**EXERCISE AIM**
Your reply should contain every record, restated word for word.

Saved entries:
- - - -

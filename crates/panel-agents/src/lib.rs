//! Panelist agents for the panel rehearsal engine.
//!
//! Each panelist is an independent runner task built on the orchestration
//! crate: persona configuration, the per-agent state machine, the ask-now
//! heuristic, the urgency model, and the exchange-execution loop.

pub mod heuristics;
pub mod persona;
pub mod runner;
pub mod state;
pub mod urgency;

pub use heuristics::{
    evaluate_trigger, AgentView, HoldReason, TriggerConfig, TriggerDecision, TriggerReason,
};
pub use persona::{Persona, Roster, RosterError, VoiceProfile};
pub use runner::{AgentRunner, AgentRunnerConfig};
pub use state::{AgentStateMachine, AgentTransition, IllegalAgentTransition};
pub use urgency::{UrgencyConfig, UrgencyMeter};
//! Floor requests and the arbitration queue.
//!
//! The floor is modeled strictly as messages into the coordinator task —
//! no other component ever touches floor state. Losing requests are queued,
//! never dropped, and replayed with an acknowledgment once the floor frees
//! up.
//!
//! Two orderings matter and both are deterministic:
//!
//! - **Selection priority** (used when the coordinator picks an agent):
//!   (1) best focus match for the current slide/claim, (2) longest without
//!   speaking, (3) freshest validated candidate, (4) fixed roster order.
//! - **Conflict priority** (competing requests): urgency first, then the
//!   selection ordering as the tie-break. Moderator control actions are
//!   handled before either inside the coordinator.

use std::cmp::Ordering;
use std::collections::HashMap;

use chrono::{DateTime, Utc};
use serde::{Deserialize, Serialize};

use crate::types::AgentId;

/// Per-agent facts the comparators need.
#[derive(Debug, Clone, Default)]
pub struct AgentStanding {
    /// Fixed position in the roster (round-robin fallback order).
    pub roster_position: usize,
    /// When the agent last finished speaking, if ever.
    pub last_spoke_at: Option<DateTime<Utc>>,
}

/// A pending request for the floor.
#[derive(Debug, Clone, Serialize, Deserialize)]
pub struct FloorRequest {
    /// Requesting agent.
    pub agent_id: AgentId,
    /// Opaque comparable urgency score supplied by agent state.
    pub urgency: f64,
    /// Focus match against the current slide/claims (0.0–1.0).
    pub focus_score: f64,
    /// When the agent's current candidate was generated, if it has one.
    pub candidate_generated_at: Option<DateTime<Utc>>,
    /// When the request was made.
    pub requested_at: DateTime<Utc>,
    /// Human-readable trigger reason (for events and logs).
    pub reason: String,
}

/// Why a request was denied outright (as opposed to queued).
#[derive(Debug, Clone, Copy, PartialEq, Eq, Serialize, Deserialize)]
#[serde(rename_all = "snake_case")]
pub enum DenyReason {
    /// Agent speaking time is over the configured ceiling.
    Throttled,
    /// The session is shutting down.
    SessionEnding,
}

impl std::fmt::Display for DenyReason {
    fn fmt(&self, f: &mut std::fmt::Formatter<'_>) -> std::fmt::Result {
        match self {
            Self::Throttled => write!(f, "throttled"),
            Self::SessionEnding => write!(f, "session_ending"),
        }
    }
}

fn cmp_f64_desc(a: f64, b: f64) -> Ordering {
    b.partial_cmp(&a).unwrap_or(Ordering::Equal)
}

/// Selection ordering: returns `Less` when `a` should be picked before `b`.
pub fn selection_cmp(
    a: &FloorRequest,
    b: &FloorRequest,
    standings: &HashMap<AgentId, AgentStanding>,
) -> Ordering {
    // (1) Focus match, best first.
    let by_focus = cmp_f64_desc(a.focus_score, b.focus_score);
    if by_focus != Ordering::Equal {
        return by_focus;
    }

    // (2) Longest without speaking: never-spoke beats spoke, earlier beats later.
    let a_spoke = standings.get(&a.agent_id).and_then(|s| s.last_spoke_at);
    let b_spoke = standings.get(&b.agent_id).and_then(|s| s.last_spoke_at);
    let by_silence = match (a_spoke, b_spoke) {
        (None, Some(_)) => Ordering::Less,
        (Some(_), None) => Ordering::Greater,
        (Some(a_t), Some(b_t)) => a_t.cmp(&b_t),
        (None, None) => Ordering::Equal,
    };
    if by_silence != Ordering::Equal {
        return by_silence;
    }

    // (3) Freshest candidate: newer generation wins, no candidate loses.
    let by_freshness = match (a.candidate_generated_at, b.candidate_generated_at) {
        (Some(a_t), Some(b_t)) => b_t.cmp(&a_t),
        (Some(_), None) => Ordering::Less,
        (None, Some(_)) => Ordering::Greater,
        (None, None) => Ordering::Equal,
    };
    if by_freshness != Ordering::Equal {
        return by_freshness;
    }

    // (4) Fixed roster order.
    let a_pos = standings.get(&a.agent_id).map(|s| s.roster_position).unwrap_or(usize::MAX);
    let b_pos = standings.get(&b.agent_id).map(|s| s.roster_position).unwrap_or(usize::MAX);
    a_pos.cmp(&b_pos)
}

/// Conflict ordering: urgency first, selection ordering as tie-break.
pub fn conflict_cmp(
    a: &FloorRequest,
    b: &FloorRequest,
    standings: &HashMap<AgentId, AgentStanding>,
) -> Ordering {
    cmp_f64_desc(a.urgency, b.urgency).then_with(|| selection_cmp(a, b, standings))
}

/// Queue of pending floor requests.
///
/// At most one pending request per agent — a newer request from the same
/// agent replaces the old one in place.
#[derive(Debug, Default)]
pub struct FloorQueue {
    entries: Vec<FloorRequest>,
}

impl FloorQueue {
    /// Create an empty queue.
    pub fn new() -> Self {
        Self::default()
    }

    /// Add or replace a request; returns the queue position (0-based) under
    /// conflict ordering.
    pub fn push(
        &mut self,
        request: FloorRequest,
        standings: &HashMap<AgentId, AgentStanding>,
    ) -> usize {
        self.entries.retain(|r| r.agent_id != request.agent_id);
        self.entries.push(request.clone());
        self.entries
            .iter()
            .filter(|r| conflict_cmp(r, &request, standings) == Ordering::Less)
            .count()
    }

    /// Withdraw an agent's pending request. Returns whether one existed.
    pub fn retract(&mut self, agent_id: &str) -> bool {
        let before = self.entries.len();
        self.entries.retain(|r| r.agent_id != agent_id);
        self.entries.len() != before
    }

    /// Pop the best eligible request under conflict ordering.
    ///
    /// `eligible` filters out agents that cannot be granted right now
    /// (cooldown, unregistered); ineligible requests stay queued.
    pub fn pop_best(
        &mut self,
        standings: &HashMap<AgentId, AgentStanding>,
        eligible: impl Fn(&FloorRequest) -> bool,
    ) -> Option<FloorRequest> {
        let best_idx = self
            .entries
            .iter()
            .enumerate()
            .filter(|(_, r)| eligible(r))
            .min_by(|(_, a), (_, b)| conflict_cmp(a, b, standings))
            .map(|(i, _)| i)?;
        Some(self.entries.remove(best_idx))
    }

    /// Number of pending requests.
    pub fn len(&self) -> usize {
        self.entries.len()
    }

    /// Whether the queue is empty.
    pub fn is_empty(&self) -> bool {
        self.entries.is_empty()
    }

    /// Whether an agent has a pending request.
    pub fn contains(&self, agent_id: &str) -> bool {
        self.entries.iter().any(|r| r.agent_id == agent_id)
    }

    /// Drain every pending request (session shutdown).
    pub fn drain(&mut self) -> Vec<FloorRequest> {
        std::mem::take(&mut self.entries)
    }
}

- - - -

**REPLY TO THE EXERCISE**
filename crates/panel-agents/src/lib.rs
//! Panelist agents for the panel rehearsal engine.
//!
//! Each panelist is an independent runner task built on the orchestration
//! crate: persona configuration, the per-agent state machine, the ask-now
//! heuristic, the urgency model, and the exchange-execution loop.

pub mod heuristics;
pub mod persona;
pub mod runner;
pub mod state;
pub mod urgency;

pub use heuristics::{
    evaluate_trigger, AgentView, HoldReason, TriggerConfig, TriggerDecision, TriggerReason,
};
pub use persona::{Persona, Roster, RosterError, VoiceProfile};
pub use runner::{AgentRunner, AgentRunnerConfig};
pub use state::{AgentStateMachine, AgentTransition, IllegalAgentTransition};
pub use urgency::{UrgencyConfig, UrgencyMeter};
//! Floor requests and the arbitration queue.
//!
//! The floor is modeled strictly as messages into the coordinator task —
//! no other component ever touches floor state. Losing requests are queued,
//! never dropped, and replayed with an acknowledgment once the floor frees
//! up.
//!
//! Two orderings matter and both are deterministic:
//!
//! - **Selection priority** (used when the coordinator picks an agent):
//!   (1) best focus match for the current slide/claim, (2) longest without
//!   speaking, (3) freshest validated candidate, (4) fixed roster order.
//! - **Conflict priority** (competing requests): urgency first, then the
//!   selection ordering as the tie-break. Moderator control actions are
//!   handled before either inside the coordinator.

use std::cmp::Ordering;
use std::collections::HashMap;

use chrono::{DateTime, Utc};
use serde::{Deserialize, Serialize};

use crate::types::AgentId;

/// Per-agent facts the comparators need.
#[derive(Debug, Clone, Default)]
pub struct AgentStanding {
    /// Fixed position in the roster (round-robin fallback order).
    pub roster_position: usize,
    /// When the agent last finished speaking, if ever.
    pub last_spoke_at: Option<DateTime<Utc>>,
}

/// A pending request for the floor.
#[derive(Debug, Clone, Serialize, Deserialize)]
pub struct FloorRequest {
    /// Requesting agent.
    pub agent_id: AgentId,
    /// Opaque comparable urgency score supplied by agent state.
    pub urgency: f64,
    /// Focus match against the current slide/claims (0.0–1.0).
    pub focus_score: f64,
    /// When the agent's current candidate was generated, if it has one.
    pub candidate_generated_at: Option<DateTime<Utc>>,
    /// When the request was made.
    pub requested_at: DateTime<Utc>,
    /// Human-readable trigger reason (for events and logs).
    pub reason: String,
}

/// Why a request was denied outright (as opposed to queued).
#[derive(Debug, Clone, Copy, PartialEq, Eq, Serialize, Deserialize)]
#[serde(rename_all = "snake_case")]
pub enum DenyReason {
    /// Agent speaking time is over the configured ceiling.
    Throttled,
    /// The session is shutting down.
    SessionEnding,
}

impl std::fmt::Display for DenyReason {
    fn fmt(&self, f: &mut std::fmt::Formatter<'_>) -> std::fmt::Result {
        match self {
            Self::Throttled => write!(f, "throttled"),
            Self::SessionEnding => write!(f, "session_ending"),
        }
    }
}

fn cmp_f64_desc(a: f64, b: f64) -> Ordering {
    b.partial_cmp(&a).unwrap_or(Ordering::Equal)
}

/// Selection ordering: returns `Less` when `a` should be picked before `b`.
pub fn selection_cmp(
    a: &FloorRequest,
    b: &FloorRequest,
    standings: &HashMap<AgentId, AgentStanding>,
) -> Ordering {
    // (1) Focus match, best first.
    let by_focus = cmp_f64_desc(a.focus_score, b.focus_score);
    if by_focus != Ordering::Equal {
        return by_focus;
    }

    // (2) Longest without speaking: never-spoke beats spoke, earlier beats later.
    let a_spoke = standings.get(&a.agent_id).and_then(|s| s.last_spoke_at);
    let b_spoke = standings.get(&b.agent_id).and_then(|s| s.last_spoke_at);
    let by_silence = match (a_spoke, b_spoke) {
        (None, Some(_)) => Ordering::Less,
        (Some(_), None) => Ordering::Greater,
        (Some(a_t), Some(b_t)) => a_t.cmp(&b_t),
        (None, None) => Ordering::Equal,
    };
    if by_silence != Ordering::Equal {
        return by_silence;
    }

    // (3) Freshest candidate: newer generation wins, no candidate loses.
    let by_freshness = match (a.candidate_generated_at, b.candidate_generated_at) {
        (Some(a_t), Some(b_t)) => b_t.cmp(&a_t),
        (Some(_), None) => Ordering::Less,
        (None, Some(_)) => Ordering::Greater,
        (None, None) => Ordering::Equal,
    };
    if by_freshness != Ordering::Equal {
        return by_freshness;
    }

    // (4) Fixed roster order.
    let a_pos = standings.get(&a.agent_id).map(|s| s.roster_position).unwrap_or(usize::MAX);
    let b_pos = standings.get(&b.agent_id).map(|s| s.roster_position).unwrap_or(usize::MAX);
    a_pos.cmp(&b_pos)
}

/// Conflict ordering: urgency first, selection ordering as tie-break.
pub fn conflict_cmp(
    a: &FloorRequest,
    b: &FloorRequest,
    standings: &HashMap<AgentId, AgentStanding>,
) -> Ordering {
    cmp_f64_desc(a.urgency, b.urgency).then_with(|| selection_cmp(a, b, standings))
}

/// Queue of pending floor requests.
///
/// At most one pending request per agent — a newer request from the same
/// agent replaces the old one in place.
#[derive(Debug, Default)]
pub struct FloorQueue {
    entries: Vec<FloorRequest>,
}

impl FloorQueue {
    /// Create an empty queue.
    pub fn new() -> Self {
        Self::default()
    }

    /// Add or replace a request; returns the queue position (0-based) under
    /// conflict ordering.
    pub fn push(
        &mut self,
        request: FloorRequest,
        standings: &HashMap<AgentId, AgentStanding>,
    ) -> usize {
        self.entries.retain(|r| r.agent_id != request.agent_id);
        self.entries.push(request.clone());
        self.entries
            .iter()
            .filter(|r| conflict_cmp(r, &request, standings) == Ordering::Less)
            .count()
    }

    /// Withdraw an agent's pending request. Returns whether one existed.
    pub fn retract(&mut self, agent_id: &str) -> bool {
        let before = self.entries.len();
        self.entries.retain(|r| r.agent_id != agent_id);
        self.entries.len() != before
    }

    /// Pop the best eligible request under conflict ordering.
    ///
    /// `eligible` filters out agents that cannot be granted right now
    /// (cooldown, unregistered); ineligible requests stay queued.
    pub fn pop_best(
        &mut self,
        standings: &HashMap<AgentId, AgentStanding>,
        eligible: impl Fn(&FloorRequest) -> bool,
    ) -> Option<FloorRequest> {
        let best_idx = self
            .entries
            .iter()
            .enumerate()
            .filter(|(_, r)| eligible(r))
            .min_by(|(_, a), (_, b)| conflict_cmp(a, b, standings))
            .map(|(i, _)| i)?;
        Some(self.entries.remove(best_idx))
    }

    /// Number of pending requests.
    pub fn len(&self) -> usize {
        self.entries.len()
    }

    /// Whether the queue is empty.
    pub fn is_empty(&self) -> bool {
        self.entries.is_empty()
    }

    /// Whether an agent has a pending request.
    pub fn contains(&self, agent_id: &str) -> bool {
        self.entries.iter().any(|r| r.agent_id == agent_id)
    }

    /// Drain every pending request (session shutdown).
    pub fn drain(&mut self) -> Vec<FloorRequest> {
        std::mem::take(&mut self.entries)
    }
}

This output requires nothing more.